I see this as self-evident, not needing Biblical proof to be true. I make no apologies for the fact that I believe God loves His daughters just as much as His sons. So when I read in 1 Corinthians 14:34 “Women should remain silent in the churches”, I admit it makes me do a double-take.
This does not mean I am refusing to believe Scripture. It means I am trying to make everything I know fit together. In fact, my “check” over this passage prompts me to remember something those who espouse hierarchy seem to miss – that in 1 Corinthians 11, Paul talks about women praying and prophesying in church! How do they not see the contradiction? Do they believe the Corinthian women prayed and prophesied with some ancient version of sign language? (Or maybe it was mime!)
The intellectually honest approach is to wrestle with these difficult passages and see them in a way that truly honors God as well as women and men who are created in His image. But assuming hierarchy is God-given and embracing it wholeheartedly easily allows you to skip past all that, pluck 1 Cor 14:34 entirely out of context and use it to try to silence talented women like Beth Allison Barr. And Sheila. And Beth Moore. And so many others.
Tragically, I expect maybe that’s the point. The Jesus I believe in said whoever wishes to be greatest must be the servant of all and his first post-resurrection act was commissioning the women to go tell the men. Let’s all resist a slippery slope that would create a Church where women are silenced and where our focus is on who has the power rather than on serving one another as Jesus commanded.
What do you think? Why do you think nobody talks about the slippery slope in the other direction? Have you ever heard anyone defend slavery to justify men being over women? Let’s talk in the comments!















There’s a horrible youtube video where a woman describes a dream she had. Jesus took her to visit Hell. Apparently, according to her dream, 70% of Hell is female, and the main reason they’re there is that they disagreed with God’s plan of male leadership.

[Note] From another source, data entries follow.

//! Quest and task catalog DTOs.

use chrono::{DateTime, Utc};
use serde::Serialize;
use utoipa::ToSchema;

use crate::domain::{Quest, Task};

/// A quest as returned by the catalog endpoints.
#[derive(Debug, Serialize, ToSchema)]
#[serde(rename_all = "camelCase")]
pub struct QuestDto {
    /// Quest identifier.
    pub id: uuid::Uuid,
    /// Owning project name.
    pub project: String,
    /// Display title.
    pub title: String,
    /// Description.
    pub description: String,
    /// Total XP pool.
    pub total_xp: u64,
    /// Publication state.
    pub status: String,
    /// Cover image URL.
    pub image_url: Option<String>,
    /// Creation timestamp.
    pub created_at: DateTime<Utc>,
}

impl From<Quest> for QuestDto {
    fn from(quest: Quest) -> Self {
        Self {
            id: *quest.id.as_uuid(),
            project: quest.project,
            title: quest.title,
            description: quest.description,
            total_xp: quest.total_xp,
            status: quest.status.as_str().to_string(),
            image_url: quest.image_url,
            created_at: quest.created_at,
        }
    }
}

/// A task within a quest. The quiz answer configuration is deliberately
/// not exposed here.
#[derive(Debug, Serialize, ToSchema)]
#[serde(rename_all = "camelCase")]
pub struct TaskDto {
    /// Task identifier.
    pub id: uuid::Uuid,
    /// Display title.
    pub title: String,
    /// Verification strategy.
    pub task_type: String,
    /// XP awarded on verification.
    pub xp_reward: u32,
    /// Position within the quest.
    pub order_index: i32,
    /// Platform for social tasks.
    pub social_platform: Option<String>,
    /// Action for social tasks.
    pub social_action: Option<String>,
    /// Target URL.
    pub social_url: Option<String>,
    /// Target account handle.
    pub social_username: Option<String>,
    /// Target post ID.
    pub social_post_id: Option<String>,
    /// Quiz passing score, for quiz tasks.
    pub learn_passing_score: Option<u32>,
}

impl From<Task> for TaskDto {
    fn from(task: Task) -> Self {
        Self {
            id: *task.id.as_uuid(),
            title: task.title,
            task_type: task.kind.as_str().to_string(),
            xp_reward: task.xp_reward,
            order_index: task.order_index,
            social_platform: task.social_platform.map(|p| p.as_str().to_string()),
            social_action: task.social_action.map(|a| a.as_str().to_string()),
            social_url: task.social_url,
            social_username: task.social_username,
            social_post_id: task.social_post_id,
            learn_passing_score: task.learn_passing_score,
        }
    }
}

/// Response body for `GET /quests/{id}`.
#[derive(Debug, Serialize, ToSchema)]
#[serde(rename_all = "camelCase")]
pub struct QuestDetailResponse {
    /// The quest.
    pub quest: QuestDto,
    /// Its tasks in display order.
    pub tasks: Vec<TaskDto>,
}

I have not heard anyone defend slavery directly (not in person, anyway), but I can guarantee that here in deep red Tennessee, many of my neighbors would fall right in line if the courts decided to abolish the 13th amendment. People allow their politics to inform the choices they make about how to treat people, and to inform their faith choices as well. It’s horrible.
“How did we get to the point where a person who is clearly trained, equipped and (as her book shows) gifted as a teacher could be prohibited from teaching purely on the basis that she was born a woman?”
I think of the Matt. 25 story where the servant who buried the money instead of investing it or even simply letting it collect interest is severely chastised for not making decent, much less good, use of the money. I wonder how upset God may get at those in today’s churches who are so willing- so desiring- to waste God’s prepared servants?